Comment by jchw

4 years ago

I can't really understand what you mean. You can validate yourself that parsing with strtod will break if your system's locale is set to a locale where the decimal separator is a comma ',' instead of a period '.' - as an example, most European locales. Whether or not strtod will try to magically fall back to "C" locale behavior is irrelevant because it is ambiguous. For example, what do you do if you are in Germany and you try to parse 100.001? Is it 100001?

strtod also doesn't guarantee round-trip accuracy that you can achieve when you use Steele & White and Clinger. All in all, I really think it is just not a good idea to use the C standard library for string operations.

2 comments

jchw

kazinator 4 years ago

Sorry about that; I see the next now in the description of strtod where it is required that the datum is interpreted like a floating-point constant in C, except that instead of the period character, the decimal point character is recognized.

Yikes!

There is a way to fix that, other than popping into the "C" locale, which is to look up that decimal character in the current locale, and substitute it into the string that is being fed to strtod. That's a fairly unsavory piece of code to have to write.

What locale issues did you find for strol{l,ul,ull}?

> I really think it is just not a good idea to use the C standard library for string operations.

I really despise locale-dependent behavior also, and try to avoid it.

If you control the entire program, you can be sure nothing calls setlocale, but if you are writing middleware code, you can't assume anything.

Also in POSIX environments, the utilities react to localization environment variables; they do call setlocale. And so much stuff depends on it, like for instance operators in regex! [A-Z] does not refer to 26 letters; what [A-Z] denotes in a POSIX regex depends on the collation order of the character set.

There are functions in the C library without locale-specific behaviors, though, like strchr, strpbrk, strcpy, and their wide character counterparts.

jchw 4 years ago

> There are functions in the C library without locale-specific behaviors, though, like strchr, strpbrk, strcpy, and their wide character counterparts.
Obviously these string functions are totally fine if you use them correctly, and their implementations should be fairly optimal. However, I do think they put a lot of onus on the programmer to be very careful.
For example, using strncpy to avoid buffer overflows is an obvious trap, since it doesn’t terminate a string if it overflows... strlcpy exists to help deal with the null termination issue, but it still has the failure mode of truncating on overflow, which can obviously lead to security issues if one is not careful. strcpy_s exists in C11 and Microsoft CRT, though I believe Microsoft’s “secure” functions work differently from C11’s.
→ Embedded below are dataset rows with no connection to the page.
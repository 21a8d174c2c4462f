//! Configuration validation module
//!
//! This module provides validation functions for application configuration
//! to ensure all required settings are properly configured.

use crate::utils::errors::{TripBuddyError, Result};
use super::Settings;

/// Validate all configuration settings
pub fn validate_settings(settings: &Settings) -> Result<()> {
    validate_database_config(&settings.database)?;
    validate_redis_config(&settings.redis)?;
    validate_storage_config(&settings.storage)?;
    validate_logging_config(&settings.logging)?;
    validate_matching_config(&settings.matching)?;
    validate_event_rules(&settings.events)?;

    if settings.oauth.state_ttl_seconds == 0 {
        return Err(TripBuddyError::Config(
            "OAuth state TTL must be greater than 0".to_string()
        ));
    }

    Ok(())
}

/// Validate database configuration
fn validate_database_config(config: &super::DatabaseConfig) -> Result<()> {
    if config.url.is_empty() {
        return Err(TripBuddyError::Config(
            "Database URL is required".to_string()
        ));
    }

    if config.max_connections == 0 {
        return Err(TripBuddyError::Config(
            "Max connections must be greater than 0".to_string()
        ));
    }

    if config.min_connections > config.max_connections {
        return Err(TripBuddyError::Config(
            "Min connections cannot be greater than max connections".to_string()
        ));
    }

    Ok(())
}

/// Validate Redis configuration
fn validate_redis_config(config: &super::RedisConfig) -> Result<()> {
    if config.url.is_empty() {
        return Err(TripBuddyError::Config(
            "Redis URL is required".to_string()
        ));
    }

    Ok(())
}

/// Validate object storage configuration
fn validate_storage_config(config: &super::StorageConfig) -> Result<()> {
    url::Url::parse(&config.endpoint)
        .map_err(|e| TripBuddyError::Config(format!("Invalid storage endpoint: {}", e)))?;
    url::Url::parse(&config.public_base_url)
        .map_err(|e| TripBuddyError::Config(format!("Invalid storage public URL: {}", e)))?;

    if config.bucket.is_empty() {
        return Err(TripBuddyError::Config(
            "Storage bucket is required".to_string()
        ));
    }

    if config.max_upload_bytes == 0 {
        return Err(TripBuddyError::Config(
            "Max upload size must be greater than 0".to_string()
        ));
    }

    Ok(())
}

/// Validate logging configuration
fn validate_logging_config(config: &super::LoggingConfig) -> Result<()> {
    if config.level.is_empty() {
        return Err(TripBuddyError::Config(
            "Log level is required".to_string()
        ));
    }

    let valid_levels = ["trace", "debug", "info", "warn", "error"];
    if !valid_levels.contains(&config.level.as_str()) {
        return Err(TripBuddyError::Config(
            format!("Invalid log level: {}. Valid levels: {:?}", config.level, valid_levels)
        ));
    }

    Ok(())
}

/// Validate matching policy
fn validate_matching_config(config: &super::MatchingConfig) -> Result<()> {
    let weights = [
        config.interest_weight,
        config.food_weight,
        config.travel_style_weight,
        config.category_weight,
        config.generic_weight,
    ];
    if weights.iter().all(|w| *w == 0) {
        return Err(TripBuddyError::Config(
            "At least one matching weight must be greater than 0".to_string()
        ));
    }

    if config.max_page_size == 0 {
        return Err(TripBuddyError::Config(
            "Max page size must be greater than 0".to_string()
        ));
    }

    Ok(())
}

fn validate_event_rules(config: &super::EventRulesConfig) -> Result<()> {
    if config.max_title_length == 0 || config.max_message_length == 0 {
        return Err(TripBuddyError::Config(
            "Title and message length limits must be greater than 0".to_string()
        ));
    }

    Ok(())
}
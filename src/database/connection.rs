//! Database connection management

use sqlx::{Pool, Postgres};
use std::time::Duration;
use crate::config::DatabaseConfig;
use crate::utils::errors::TripBuddyError;

pub type DatabasePool = Pool<Postgres>;

/// Pool options derived from settings
pub fn pool_options(config: &DatabaseConfig) -> sqlx::postgres::PgPoolOptions {
    sqlx::postgres::PgPoolOptions::new()
        .max_connections(config.max_connections)
        .min_connections(config.min_connections)
        .acquire_timeout(Duration::from_secs(config.acquire_timeout_seconds))
        .idle_timeout(config.idle_timeout_seconds.map(Duration::from_secs))
        .max_lifetime(config.max_lifetime_seconds.map(Duration::from_secs))
}

/// Create a new database connection pool
pub async fn create_pool(config: &DatabaseConfig) -> Result<DatabasePool, TripBuddyError> {
    let pool = pool_options(config)
        .connect(&config.url)
        .await?;

    // Test the connection
    health_check(&pool).await?;

    tracing::info!(max_connections = config.max_connections, "Database connection pool created successfully");
    Ok(pool)
}

/// Run database migrations
pub async fn run_migrations(pool: &DatabasePool) -> Result<(), TripBuddyError> {
    tracing::info!("Running database migrations...");

    sqlx::migrate!("./migrations")
        .run(pool)
        .await?;

    tracing::info!("Database migrations completed successfully");
    Ok(())
}

/// Check database health
pub async fn health_check(pool: &DatabasePool) -> Result<(), TripBuddyError> {
    sqlx::query("SELECT 1")
        .execute(pool)
        .await?;

    Ok(())
}

#[cfg(test)]
mod tests {
    use super::*;
    use crate::config::Settings;

    #[test]
    fn test_pool_options_from_default_settings() {
        let settings = Settings::default();
        let options = pool_options(&settings.database);
        assert_eq!(options.get_max_connections(), 10);
        assert_eq!(options.get_min_connections(), 1);
        assert_eq!(options.get_acquire_timeout(), Duration::from_secs(30));
        assert!(settings.database.url.contains("postgresql://"));
    }
}
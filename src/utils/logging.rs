//! Logging configuration and setup
//!
//! This module provides logging initialization and structured logging utilities
//! for the TripBuddy core.

use tracing::{info, warn, error, debug};
use tracing_appender::non_blocking::WorkerGuard;
use tracing_subscriber::{layer::SubscriberExt, util::SubscriberInitExt, Layer};
use uuid::Uuid;
use crate::config::LoggingConfig;
use crate::utils::errors::{ErrorSeverity, Result, TripBuddyError};

/// Initialize logging based on configuration.
///
/// The returned guard flushes the file appender on drop and must be held for
/// the lifetime of the process.
pub fn init_logging(config: &LoggingConfig) -> Result<WorkerGuard> {
    let file_appender = tracing_appender::rolling::daily(&config.directory, &config.file_prefix);
    let (non_blocking, guard) = tracing_appender::non_blocking(file_appender);

    let file_layer = if config.json {
        tracing_subscriber::fmt::layer()
            .json()
            .with_writer(non_blocking)
            .boxed()
    } else {
        tracing_subscriber::fmt::layer()
            .with_ansi(false)
            .with_writer(non_blocking)
            .boxed()
    };

    tracing_subscriber::registry()
        .with(tracing_subscriber::EnvFilter::new(&config.level))
        .with(tracing_subscriber::fmt::layer().with_writer(std::io::stdout))
        .with(file_layer)
        .try_init()
        .map_err(|e| TripBuddyError::Config(format!("Failed to initialize logging: {}", e)))?;

    info!("Logging initialized with level: {}", config.level);
    Ok(guard)
}

/// Log event management actions
pub fn log_event_action(event_id: Uuid, action: &str, user_id: Uuid, details: Option<&str>) {
    info!(
        event_id = %event_id,
        action = action,
        user_id = %user_id,
        details = details,
        "Event action performed"
    );
}

/// Log a membership status change
pub fn log_member_transition(event_id: Uuid, user_id: Uuid, from: Option<&str>, to: &str) {
    info!(
        event_id = %event_id,
        user_id = %user_id,
        from = from.unwrap_or("none"),
        to = to,
        "Membership transition"
    );
}

/// Log swipes
pub fn log_swipe(user_id: Uuid, event_id: Uuid, direction: &str) {
    debug!(
        user_id = %user_id,
        event_id = %event_id,
        direction = direction,
        "Swipe recorded"
    );
}

/// Log a rejected operation at a level matching its severity
pub fn log_rejection(operation: &str, error: &TripBuddyError) {
    match error.severity() {
        ErrorSeverity::Info => debug!(operation = operation, kind = %error.kind(), error = %error, "Operation rejected"),
        ErrorSeverity::Warning => warn!(operation = operation, kind = %error.kind(), error = %error, "Operation rejected"),
        ErrorSeverity::Error | ErrorSeverity::Critical => {
            error!(operation = operation, kind = %error.kind(), error = %error, "Operation failed")
        }
    }
}

/// Log external collaborator errors with context
pub fn log_api_error(api: &str, error: &str, context: Option<&str>) {
    error!(
        api = api,
        error = error,
        context = context,
        "API error occurred"
    );
}
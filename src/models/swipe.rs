//! Swipe model

use serde::{Deserialize, Serialize};
use chrono::{DateTime, Utc};
use sqlx::FromRow;
use uuid::Uuid;

#[derive(Debug, Clone, Copy, PartialEq, Eq, Hash, Serialize, Deserialize)]
#[serde(rename_all = "snake_case")]
pub enum SwipeDirection {
    Like,
    Pass,
}

text_enum!(SwipeDirection, "swipe direction" {
    Like => "like",
    Pass => "pass",
});

/// One row per (user, event); a repeat swipe overwrites it
#[derive(Debug, Clone, Serialize, Deserialize, FromRow)]
pub struct EventSwipe {
    pub user_id: Uuid,
    pub event_id: Uuid,
    pub direction: SwipeDirection,
    pub created_at: DateTime<Utc>,
}
//! Event chat tests against Postgres

mod helpers;

use helpers::*;
use serial_test::serial;
use tripbuddy::models::{EventType, JoinEventRequest, MessageType, PageRequest, SendMessageRequest};
use tripbuddy::ErrorKind;

#[tokio::test]
#[serial]
async fn test_chat_is_gated_on_confirmed_membership() {
    let Some(ctx) = TestContext::new().await else { return };
    let chat = &ctx.services.chat_service;
    let creator = create_test_user(ctx.db()).await;
    let user = create_test_user(ctx.db()).await;
    let event = ctx.services.event_service.create(creator.id, event_request(EventType::Meal)).await.unwrap();

    assert_eq!(chat.get_room(user.id, event.id).await.unwrap_err().kind(), ErrorKind::Forbidden);

    ctx.services.membership_service.join(user.id, event.id, JoinEventRequest::default()).await.unwrap();
    let pending = chat.send_message(user.id, event.id, SendMessageRequest::text("hello?")).await.unwrap_err();
    assert_eq!(pending.kind(), ErrorKind::Forbidden);

    ctx.services.membership_service.confirm(user.id, event.id).await.unwrap();
    let room = chat.get_room(user.id, event.id).await.unwrap();
    assert_eq!(room.event_id, event.id);

    let sent = chat.send_message(user.id, event.id, SendMessageRequest::text(" see you there ")).await.unwrap();
    assert_eq!(sent.body.as_deref(), Some("see you there"));
    assert_eq!(sent.sender_id, Some(user.id));
}

#[tokio::test]
#[serial]
async fn test_membership_changes_post_system_messages() {
    let Some(ctx) = TestContext::new().await else { return };
    let chat = &ctx.services.chat_service;
    let membership = &ctx.services.membership_service;
    let creator = create_test_user(ctx.db()).await;
    let confirmed = create_test_user(ctx.db()).await;
    let pending = create_test_user(ctx.db()).await;
    let event = ctx.services.event_service.create(creator.id, event_request(EventType::Meal)).await.unwrap();

    membership.join(confirmed.id, event.id, JoinEventRequest::default()).await.unwrap();
    membership.confirm(confirmed.id, event.id).await.unwrap();
    chat.send_message(creator.id, event.id, SendMessageRequest::text("welcome")).await.unwrap();
    membership.leave(confirmed.id, event.id).await.unwrap();

    // Leaving from pending is silent
    membership.join(pending.id, event.id, JoinEventRequest::default()).await.unwrap();
    membership.leave(pending.id, event.id).await.unwrap();

    let page = chat.list_messages(creator.id, event.id, PageRequest::new(1, 50)).await.unwrap();
    let types: Vec<MessageType> = page.items.iter().map(|m| m.message_type).collect();
    assert_eq!(types, vec![MessageType::Confirm, MessageType::Text, MessageType::Leave]);
    assert_eq!(page.items[0].sender_id, Some(confirmed.id));
    assert_eq!(page.total, 3);

    // The member who left can no longer read the room
    let err = chat.list_messages(confirmed.id, event.id, PageRequest::new(1, 50)).await.unwrap_err();
    assert_eq!(err.kind(), ErrorKind::Forbidden);
}

#[tokio::test]
#[serial]
async fn test_invalid_messages_are_rejected() {
    let Some(ctx) = TestContext::new().await else { return };
    let chat = &ctx.services.chat_service;
    let creator = create_test_user(ctx.db()).await;
    let event = ctx.services.event_service.create(creator.id, event_request(EventType::Meal)).await.unwrap();

    let empty = chat.send_message(creator.id, event.id, SendMessageRequest::text("   ")).await.unwrap_err();
    assert_eq!(empty.kind(), ErrorKind::Validation);

    let system = SendMessageRequest {
        message_type: MessageType::System,
        body: Some("spoofed".to_string()),
        media_url: None,
    };
    assert_eq!(chat.send_message(creator.id, event.id, system).await.unwrap_err().kind(), ErrorKind::Validation);

    let image = SendMessageRequest {
        message_type: MessageType::Image,
        body: None,
        media_url: Some("https://cdn.example.com/menu.jpg".to_string()),
    };
    let sent = chat.send_message(creator.id, event.id, image).await.unwrap();
    assert_eq!(sent.message_type, MessageType::Image);
}
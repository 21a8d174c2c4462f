//! Chat repository implementation

use sqlx::{PgConnection, PgPool};
use chrono::Utc;
use uuid::Uuid;
use crate::models::chat::{ChatMessage, ChatRoom, MessageType};
use crate::models::pagination::PageRequest;
use crate::utils::errors::TripBuddyError;

const MESSAGE_COLUMNS: &str = "id, room_id, sender_id, message_type, body, media_url, created_at";

#[derive(Clone, Debug)]
pub struct ChatRepository {
    pool: PgPool,
}

impl ChatRepository {
    pub fn new(pool: PgPool) -> Self {
        Self { pool }
    }

    pub async fn find_room_by_event(&self, event_id: Uuid) -> Result<Option<ChatRoom>, TripBuddyError> {
        let room = sqlx::query_as::<_, ChatRoom>(
            "SELECT id, event_id, created_at FROM chat_rooms WHERE event_id = $1"
        )
        .bind(event_id)
        .fetch_optional(&self.pool)
        .await?;

        Ok(room)
    }

    pub async fn insert_message(
        &self,
        room_id: i64,
        sender_id: Uuid,
        message_type: MessageType,
        body: Option<String>,
        media_url: Option<String>,
    ) -> Result<ChatMessage, TripBuddyError> {
        let message = sqlx::query_as::<_, ChatMessage>(&format!(
            r#"
            INSERT INTO chat_messages (room_id, sender_id, message_type, body, media_url, created_at)
            VALUES ($1, $2, $3, $4, $5, $6)
            RETURNING {MESSAGE_COLUMNS}
            "#
        ))
        .bind(room_id)
        .bind(sender_id)
        .bind(message_type)
        .bind(body)
        .bind(media_url)
        .bind(Utc::now())
        .fetch_one(&self.pool)
        .await?;

        Ok(message)
    }

    /// Messages of a room, oldest first
    pub async fn list_messages(&self, room_id: i64, page: PageRequest) -> Result<(Vec<ChatMessage>, i64), TripBuddyError> {
        let messages = sqlx::query_as::<_, ChatMessage>(&format!(
            r#"
            SELECT {MESSAGE_COLUMNS} FROM chat_messages
            WHERE room_id = $1
            ORDER BY created_at ASC, id ASC
            LIMIT $2 OFFSET $3
            "#
        ))
        .bind(room_id)
        .bind(i64::from(page.limit))
        .bind(page.offset())
        .fetch_all(&self.pool)
        .await?;

        let total: (i64,) = sqlx::query_as("SELECT COUNT(*) FROM chat_messages WHERE room_id = $1")
            .bind(room_id)
            .fetch_one(&self.pool)
            .await?;

        Ok((messages, total.0))
    }
}

/// Write a membership system message into the event's room.
///
/// Runs on the caller's transaction; an event without a room inserts nothing.
pub(crate) async fn post_system_message(
    conn: &mut PgConnection,
    event_id: Uuid,
    subject_id: Option<Uuid>,
    message_type: MessageType,
) -> Result<(), TripBuddyError> {
    sqlx::query(
        r#"
        INSERT INTO chat_messages (room_id, sender_id, message_type, body, created_at)
        SELECT id, $2, $3, NULL, $4 FROM chat_rooms WHERE event_id = $1
        "#
    )
    .bind(event_id)
    .bind(subject_id)
    .bind(message_type)
    .bind(Utc::now())
    .execute(&mut *conn)
    .await?;

    Ok(())
}
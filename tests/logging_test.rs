//! Logging setup writes to the configured directory

use tripbuddy::config::Settings;
use tripbuddy::utils::logging::{init_logging, log_swipe};
use tripbuddy::{ErrorKind, TripBuddyError};
use uuid::Uuid;

#[test]
fn test_init_logging_writes_file_and_refuses_reinit() {
    let dir = tempfile::tempdir().unwrap();
    let mut config = Settings::default().logging;
    config.directory = dir.path().to_string_lossy().into_owned();
    config.file_prefix = "core-test.log".to_string();
    config.level = "debug".to_string();

    let guard = init_logging(&config).unwrap();
    log_swipe(Uuid::new_v4(), Uuid::new_v4(), "like");

    let err = init_logging(&config).unwrap_err();
    assert!(matches!(err, TripBuddyError::Config(_)));
    assert_eq!(err.kind(), ErrorKind::Internal);
    drop(guard);

    let files: Vec<String> = std::fs::read_dir(dir.path())
        .unwrap()
        .filter_map(|entry| entry.ok())
        .map(|entry| entry.file_name().to_string_lossy().into_owned())
        .collect();
    assert!(files.iter().any(|name| name.starts_with("core-test.log")));
}
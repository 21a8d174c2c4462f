//! Event membership repository
//!
//! Every status change runs in a transaction that locks the event row first
//! and the member row second. Confirm counts confirmed members while holding
//! the event lock, so two confirms racing for the last seat serialise.

use sqlx::PgPool;
use chrono::Utc;
use uuid::Uuid;
use crate::database::repositories::chat::post_system_message;
use crate::database::repositories::event::{count_confirmed, lock_live};
use crate::models::chat::MessageType;
use crate::models::event::EventStatus;
use crate::models::member::{EventMember, MemberAction, MemberRole, MemberStatus, Participation, TransitionRejection};
use crate::utils::errors::TripBuddyError;

const MEMBER_COLUMNS: &str = "event_id, user_id, role, status, joined_at, confirmed_at, left_at, note";

const PARTICIPATION_COLUMNS: &str = "e.id, e.creator_id, e.title, e.description, e.event_type, e.location_name, \
     e.latitude, e.longitude, e.start_at, e.end_at, e.max_participants, e.budget_min, e.budget_max, e.status, \
     e.cover_image_url, e.photo_urls, e.created_at, e.updated_at, \
     m.role, m.status AS member_status, m.joined_at, m.confirmed_at";

/// Which memberships of a user to list
#[derive(Debug, Clone, Copy, PartialEq, Eq)]
pub enum ParticipationScope {
    /// Pending, confirmed or declined memberships
    Active,
    /// Confirmed memberships of completed events
    Completed,
}

#[derive(Clone, Debug)]
pub struct MemberRepository {
    pool: PgPool,
}

impl MemberRepository {
    pub fn new(pool: PgPool) -> Self {
        Self { pool }
    }

    /// Find a membership row, whatever its status
    pub async fn find(&self, event_id: Uuid, user_id: Uuid) -> Result<Option<EventMember>, TripBuddyError> {
        let member = sqlx::query_as::<_, EventMember>(&format!(
            "SELECT {MEMBER_COLUMNS} FROM event_members WHERE event_id = $1 AND user_id = $2"
        ))
        .bind(event_id)
        .bind(user_id)
        .fetch_optional(&self.pool)
        .await?;

        Ok(member)
    }

    /// Start a pending episode: insert, or reset a `left`/`declined` row.
    ///
    /// The event row stays locked while its status is checked and the row is
    /// written, so a concurrent complete, cancel or delete cannot slip between.
    pub async fn join(&self, event_id: Uuid, user_id: Uuid, note: Option<String>) -> Result<EventMember, TripBuddyError> {
        let mut tx = self.pool.begin().await?;

        let event = lock_live(&mut tx, event_id)
            .await?
            .ok_or(TripBuddyError::EventNotFound { event_id })?;
        if !event.status.accepts_members() {
            return Err(TripBuddyError::EventNotOpen { event_id, status: event.status.to_string() });
        }

        let joined = sqlx::query_as::<_, EventMember>(&format!(
            r#"
            INSERT INTO event_members (event_id, user_id, role, status, joined_at, note)
            VALUES ($1, $2, $3, $4, $5, $6)
            ON CONFLICT (event_id, user_id) DO UPDATE
                SET status = EXCLUDED.status,
                    joined_at = EXCLUDED.joined_at,
                    confirmed_at = NULL,
                    left_at = NULL,
                    note = EXCLUDED.note
                WHERE event_members.status IN ('left', 'declined')
            RETURNING {MEMBER_COLUMNS}
            "#
        ))
        .bind(event_id)
        .bind(user_id)
        .bind(MemberRole::Member)
        .bind(MemberStatus::Pending)
        .bind(Utc::now())
        .bind(note)
        .fetch_optional(&mut *tx)
        .await?;

        match joined {
            Some(member) => {
                tx.commit().await?;
                Ok(member)
            }
            None => {
                let current: Option<(MemberStatus,)> = sqlx::query_as(
                    "SELECT status FROM event_members WHERE event_id = $1 AND user_id = $2"
                )
                .bind(event_id)
                .bind(user_id)
                .fetch_optional(&mut *tx)
                .await?;

                let rejection = match MemberAction::Join.apply(current.map(|(status,)| status)) {
                    Err(rejection) => rejection,
                    Ok(_) => TransitionRejection::AlreadyMember,
                };
                Err(rejection.into_error(event_id, user_id))
            }
        }
    }

    /// Apply confirm, decline or leave to an existing membership
    pub async fn transition(&self, event_id: Uuid, user_id: Uuid, action: MemberAction) -> Result<(MemberStatus, EventMember), TripBuddyError> {
        let mut tx = self.pool.begin().await?;

        let event = lock_live(&mut tx, event_id)
            .await?
            .ok_or(TripBuddyError::EventNotFound { event_id })?;

        let current = sqlx::query_as::<_, EventMember>(&format!(
            "SELECT {MEMBER_COLUMNS} FROM event_members WHERE event_id = $1 AND user_id = $2 FOR UPDATE"
        ))
        .bind(event_id)
        .bind(user_id)
        .fetch_optional(&mut *tx)
        .await?;

        let previous = current.as_ref().map(|m| m.status);
        let next = action
            .apply(previous)
            .map_err(|rejection| rejection.into_error(event_id, user_id))?;

        // Memberships of a completed event are its attendance record
        if event.status == EventStatus::Completed && action != MemberAction::Confirm {
            return Err(TripBuddyError::EventNotOpen { event_id, status: event.status.to_string() });
        }

        match action {
            MemberAction::Leave => {
                if current.as_ref().map(|m| m.role) == Some(MemberRole::Creator) {
                    return Err(TripBuddyError::CreatorCannotLeave { event_id });
                }
            }
            MemberAction::Confirm => {
                if !event.status.accepts_members() {
                    return Err(TripBuddyError::EventNotOpen { event_id, status: event.status.to_string() });
                }
                if let Some(capacity) = event.max_participants {
                    let confirmed = count_confirmed(&mut tx, event_id).await?;
                    if confirmed >= i64::from(capacity) {
                        return Err(TripBuddyError::EventFull { event_id, capacity });
                    }
                }
            }
            _ => {}
        }

        let now = Utc::now();
        let confirmed_at = (next == MemberStatus::Confirmed).then_some(now);
        let left_at = (next == MemberStatus::Left).then_some(now);

        let member = sqlx::query_as::<_, EventMember>(&format!(
            r#"
            UPDATE event_members
            SET status = $3,
                confirmed_at = COALESCE($4, confirmed_at),
                left_at = COALESCE($5, left_at)
            WHERE event_id = $1 AND user_id = $2
            RETURNING {MEMBER_COLUMNS}
            "#
        ))
        .bind(event_id)
        .bind(user_id)
        .bind(next)
        .bind(confirmed_at)
        .bind(left_at)
        .fetch_one(&mut *tx)
        .await?;

        match (previous, next) {
            (_, MemberStatus::Confirmed) => {
                post_system_message(&mut tx, event_id, Some(user_id), MessageType::Confirm).await?;
            }
            (Some(MemberStatus::Confirmed), MemberStatus::Left) => {
                post_system_message(&mut tx, event_id, Some(user_id), MessageType::Leave).await?;
            }
            _ => {}
        }

        tx.commit().await?;

        // previous is always Some here: apply() rejects transitions without a row
        Ok((previous.unwrap_or(next), member))
    }

    /// Members of an event in join order
    pub async fn list_for_event(&self, event_id: Uuid) -> Result<Vec<EventMember>, TripBuddyError> {
        let members = sqlx::query_as::<_, EventMember>(&format!(
            "SELECT {MEMBER_COLUMNS} FROM event_members WHERE event_id = $1 ORDER BY joined_at ASC, user_id ASC"
        ))
        .bind(event_id)
        .fetch_all(&self.pool)
        .await?;

        Ok(members)
    }

    /// Memberships of a user together with their live events
    pub async fn list_participations(&self, user_id: Uuid, scope: ParticipationScope) -> Result<Vec<Participation>, TripBuddyError> {
        let condition = match scope {
            ParticipationScope::Active => "m.status <> 'left'",
            ParticipationScope::Completed => "m.status = 'confirmed' AND e.status = 'completed'",
        };

        let rows = sqlx::query_as::<_, Participation>(&format!(
            r#"
            SELECT {PARTICIPATION_COLUMNS}
            FROM event_members m
            INNER JOIN live_events e ON e.id = m.event_id
            WHERE m.user_id = $1 AND {condition}
            ORDER BY COALESCE(e.start_at, e.created_at) DESC, e.id ASC
            "#
        ))
        .bind(user_id)
        .fetch_all(&self.pool)
        .await?;

        Ok(rows)
    }
}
These functions are a bit better because they fail explicitly on truncation and clobber the destination.
OpenBSD arguably has some of the best security track record of all C projects and I still feel weary about their preferred mechanism for string copying and concatenation (strlcpy and strlcat.) I feel strlcpy and strlcat are both prone to errors if the programmer is not careful to avoid security and correctness issues caused by truncation, and strlcat has efficiency issues in many non-trivial use cases.
While there are obvious cases where dynamically allocated strings of arbitrary length, such as those seen in C++, Rust, Go, etc. can lead to security issues, especially DoS issues, I still feel they are a good foundation to build on because they are less prone to correctness issues that can lead to more serious problems. Whether you are in C or not, you will always need to set limits on inputs to avoid DoS issues (even unintentional ones) so I feel less concerned about the problems that come with strings that grow dynamically.
One of the biggest complaints about prefix-sized strings/Pascal style strings is that you can’t point into the string to get a suffix of the original string. However, in modern programming languages this is alleviated by making not only dynamic strings a primitive, but also string slices. (Even modern C++, with its string_view class.) String slices are even more powerful, since they can specify any range in a string, not just suffixes.
So really locale and strtod are just little microcosms of why I am weary of C string handling. Clearly you can write code using C string functions that is efficient, secure and correct. However, I feel like there are plenty of pitfalls for all three that even experienced programmers have trouble avoiding sometimes. I don’t actually know of a case where locale can break strtol, but it doesn’t matter too much, since anyone can write a decent strtol implementation (as long as they test the edge cases carefully...) strtod though, is not so easy, and I guess that means apps are best off avoiding locales other than C. In a library though, there’s not much you can do about it. At least not without causing thread safety issues :) In other languages, aside from dynamic strings and string slices, locale independent string functions is also typically the default. Rust’s f64::from_str, Go’s strconv.ParseFloat, C++’s std::from_chars and so forth. It’s not too surprising since a lot of the decisions made in these languages were specifically made from trying to improve on C pitfalls. I do wish C itself would also consider at least adding some locale independent string functions for things like strtod in a future standard...